Term Paper on "Media Book Critique Tuned Out: Why Americans"
Term Paper 4 pages (1401 words) Sources: 1
[EXCERPT] . . . .
Media Book CritiqueTuned Out: Why Americans under 40 don't follow the news. Simply reading the title of this book may causes a young reader's neck hairs to bristle with anger. 'I am under the age of forty! I am an American! I follow the news,' he or she is apt to cry, and fling the book across the room in a fit of pique. From the title page, this book is meant to provoke emotional responses as well as reason, in the heart and mind of the reader -- at least, any reader under forty. But the author tries to provoke such anger with good intentions, even if his media critique is misguided in its fixation upon changing the media consumption habits as an all-inclusive remedy for the current problems afflicting American democracy.

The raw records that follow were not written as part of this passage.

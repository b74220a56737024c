//! Trait definitions for registry operations.
//!
//! The `CompaniesHouse` client implements these. The pipeline in `run` is
//! generic over them, so tests can swap in a canned implementation.

use super::error::Result;
use super::search::{AdvancedSearchOptions, AdvancedSearchResponse};
use async_trait::async_trait;

/// Operations for searching the company register.
///
/// Only single-page queries are supported: the response carries the first
/// page of items plus the total hit count.
#[async_trait]
pub trait SearchOperations {
    /// Performs an advanced search and returns the parsed first page
    async fn advanced_search(&self, options: AdvancedSearchOptions) -> Result<AdvancedSearchResponse>;
}
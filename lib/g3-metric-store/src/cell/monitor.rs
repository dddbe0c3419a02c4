/*
 * SPDX-License-Identifier: Apache-2.0
 * Copyright 2025 ByteDance and/or its affiliates.
 */

use std::sync::Mutex;

use crate::value::private::Sealed;
use crate::{CellStorage, CellStrategy};

/// Cell storage behind a mutex, values are cloned in and out.
pub struct MonitorCell<V> {
    value: Mutex<V>,
}

impl<V: Clone> MonitorCell<V> {
    pub(crate) fn new(value: V) -> Self {
        MonitorCell {
            value: Mutex::new(value),
        }
    }

    pub(crate) fn get(&self) -> V {
        self.value.lock().unwrap().clone()
    }

    pub(crate) fn update(&self, value: V) {
        *self.value.lock().unwrap() = value;
    }

    pub(crate) fn apply<F>(&self, mut changer: F)
    where
        F: FnMut(&mut V),
    {
        let mut value = self.value.lock().unwrap();
        changer(&mut value);
    }
}

impl<V> Sealed for MonitorCell<V> {}

impl<V: Clone + Send + 'static> CellStorage<V> for MonitorCell<V> {
    const STRATEGY: CellStrategy = CellStrategy::ExclusiveMonitor;

    fn new(value: V) -> Self {
        MonitorCell::new(value)
    }

    fn get(&self) -> V {
        MonitorCell::get(self)
    }

    fn update(&self, value: V) {
        MonitorCell::update(self, value)
    }

    fn apply<F>(&self, changer: F)
    where
        F: FnMut(&mut V) + Send + 'static,
    {
        MonitorCell::apply(self, changer)
    }
}
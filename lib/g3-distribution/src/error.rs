/*
 * SPDX-License-Identifier: Apache-2.0
 * Copyright 2025 ByteDance and/or its affiliates.
 */

use thiserror::Error;

#[derive(Debug, Error, PartialEq)]
pub enum BucketerError {
    #[error("histograms must have at least 1 bucket: {0}")]
    TooFewBuckets(usize),
    #[error("growth factors, if given, must be at least 1.01: {0}")]
    InvalidGrowthFactor(f64),
    #[error("negative width coefficients are not allowed: {0}")]
    NegativeWidth(f64),
    #[error("bucket width must be finite: {0}")]
    InfiniteWidth(f64),
    #[error("must give a growth factor or a width")]
    NoWidthOrGrowth,
    #[error("scale factors of 0.0 or less are not allowed: {0}")]
    InvalidScaleFactor(f64),
    #[error("cannot give scale factor with fixed width")]
    ScaleWithFixedWidth,
    #[error("max value must not be negative: {0}")]
    NegativeMaxValue(f64),
    #[error("bucketing function not monotonic at bucket {0}")]
    NotMonotonic(usize),
    #[error("custom bounds need at least 2 elements, got {0}")]
    TooFewBounds(usize),
    #[error("custom bound {0} is not finite")]
    NonFiniteBound(usize),
    #[error("custom bounds not strictly increasing at index {0}")]
    UnsortedBounds(usize),
}

#[derive(Debug, Error, PartialEq)]
pub enum DecodeError {
    #[error("no bucketer in distribution message")]
    MissingBucketer,
    #[error("invalid bucketer: {0}")]
    InvalidBucketer(#[from] BucketerError),
    #[error("zero value at position {0} of the encoded buckets")]
    ZeroInBuckets(usize),
    #[error("{0} encoded buckets exceed the {1} finite buckets of the bucketer")]
    TooManyBuckets(usize, usize),
    #[error("negative count {0} in {1}")]
    NegativeCount(i64, &'static str),
    #[error("count ({count}) not equal to sum of buckets ({sum})")]
    CountMismatch { count: i64, sum: i64 },
    #[error("exemplar value {0} is not in value order")]
    UnorderedExemplar(f64),
    #[error("more than one exemplar maps to bucket {0}")]
    DuplicateExemplar(usize),
    #[error("exemplar value {0} is out of the finite bucket range")]
    ExemplarOutOfRange(f64),
}
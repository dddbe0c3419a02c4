/*
 * SPDX-License-Identifier: Apache-2.0
 * Copyright 2025 ByteDance and/or its affiliates.
 */

use std::marker::PhantomData;
use std::sync::atomic::{AtomicU64, Ordering};

use crate::value::private::Sealed;
use crate::{AtomicValue, CellStorage, CellStrategy, NumericValue};

/// Cell storage in one atomic word, lock free.
pub struct AtomicCell<V> {
    bits: AtomicU64,
    _value: PhantomData<fn() -> V>,
}

impl<V: AtomicValue> AtomicCell<V> {
    pub(crate) fn new(value: V) -> Self {
        AtomicCell {
            bits: AtomicU64::new(value.to_cell_bits()),
            _value: PhantomData,
        }
    }

    pub(crate) fn get(&self) -> V {
        V::from_cell_bits(self.bits.load(Ordering::Acquire))
    }

    pub(crate) fn update(&self, value: V) {
        self.bits.store(value.to_cell_bits(), Ordering::Release);
    }

    /// The changer may run more than once if other writers race with it.
    pub(crate) fn apply<F>(&self, mut changer: F)
    where
        F: FnMut(&mut V),
    {
        let mut current = self.bits.load(Ordering::Acquire);
        loop {
            let mut value = V::from_cell_bits(current);
            changer(&mut value);
            match self.bits.compare_exchange_weak(
                current,
                value.to_cell_bits(),
                Ordering::AcqRel,
                Ordering::Acquire,
            ) {
                Ok(_) => return,
                Err(actual) => current = actual,
            }
        }
    }
}

impl<V: NumericValue> AtomicCell<V> {
    pub(crate) fn increment_by(&self, step: V) {
        self.apply(|v| *v = v.add_step(step));
    }
}

impl<V> Sealed for AtomicCell<V> {}

impl<V: AtomicValue> CellStorage<V> for AtomicCell<V> {
    const STRATEGY: CellStrategy = CellStrategy::AtomicNumeric;

    fn new(value: V) -> Self {
        AtomicCell::new(value)
    }

    fn get(&self) -> V {
        AtomicCell::get(self)
    }

    fn update(&self, value: V) {
        AtomicCell::update(self, value)
    }

    fn apply<F>(&self, changer: F)
    where
        F: FnMut(&mut V) + Send + 'static,
    {
        AtomicCell::apply(self, changer)
    }
}

#[cfg(test)]
mod tests {
    use super::*;

    #[test]
    fn integer() {
        let cell = AtomicCell::new(5i64);
        cell.increment_by(3);
        assert_eq!(cell.get(), 8);
        cell.update(-1);
        assert_eq!(cell.get(), -1);
        cell.apply(|v| *v *= 10);
        assert_eq!(cell.get(), -10);
    }

    #[test]
    fn wrapping() {
        let cell = AtomicCell::new(i32::MAX);
        cell.increment_by(1);
        assert_eq!(cell.get(), i32::MIN);
    }

    #[test]
    fn float() {
        let cell = AtomicCell::new(0.5f64);
        cell.increment_by(0.25);
        assert_eq!(cell.get(), 0.75);
    }

    #[test]
    fn boolean() {
        let cell = AtomicCell::new(false);
        cell.apply(|v| *v = !*v);
        assert!(cell.get());
    }
}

The statistics David Mindich cites throughout Tuned Out: Why Americans under 40 don't follow the news are meant to sobering as well as anger. He notes that the median viewer age of network television news is now sixty, as opposed to fifty ten years ago. However, Mindich's implications are that the blame for this lies statistic lies in the fault of young people. He valorizes the media consumption habits of an older generation, specifically this sixty and over 'greatest generation' demographic, a phrase incidentally coined by a mainstream news network anchorman. The dire tone of Mindich's condemnation of young people not watching the news like their grandparents do implies that network news is kind of a gold standard of quality, free of the reductionism or bias of other media the author declaims. Mindich both criticizes network news for becoming entertainment-oriented news and criticizes younger people for not watching such news.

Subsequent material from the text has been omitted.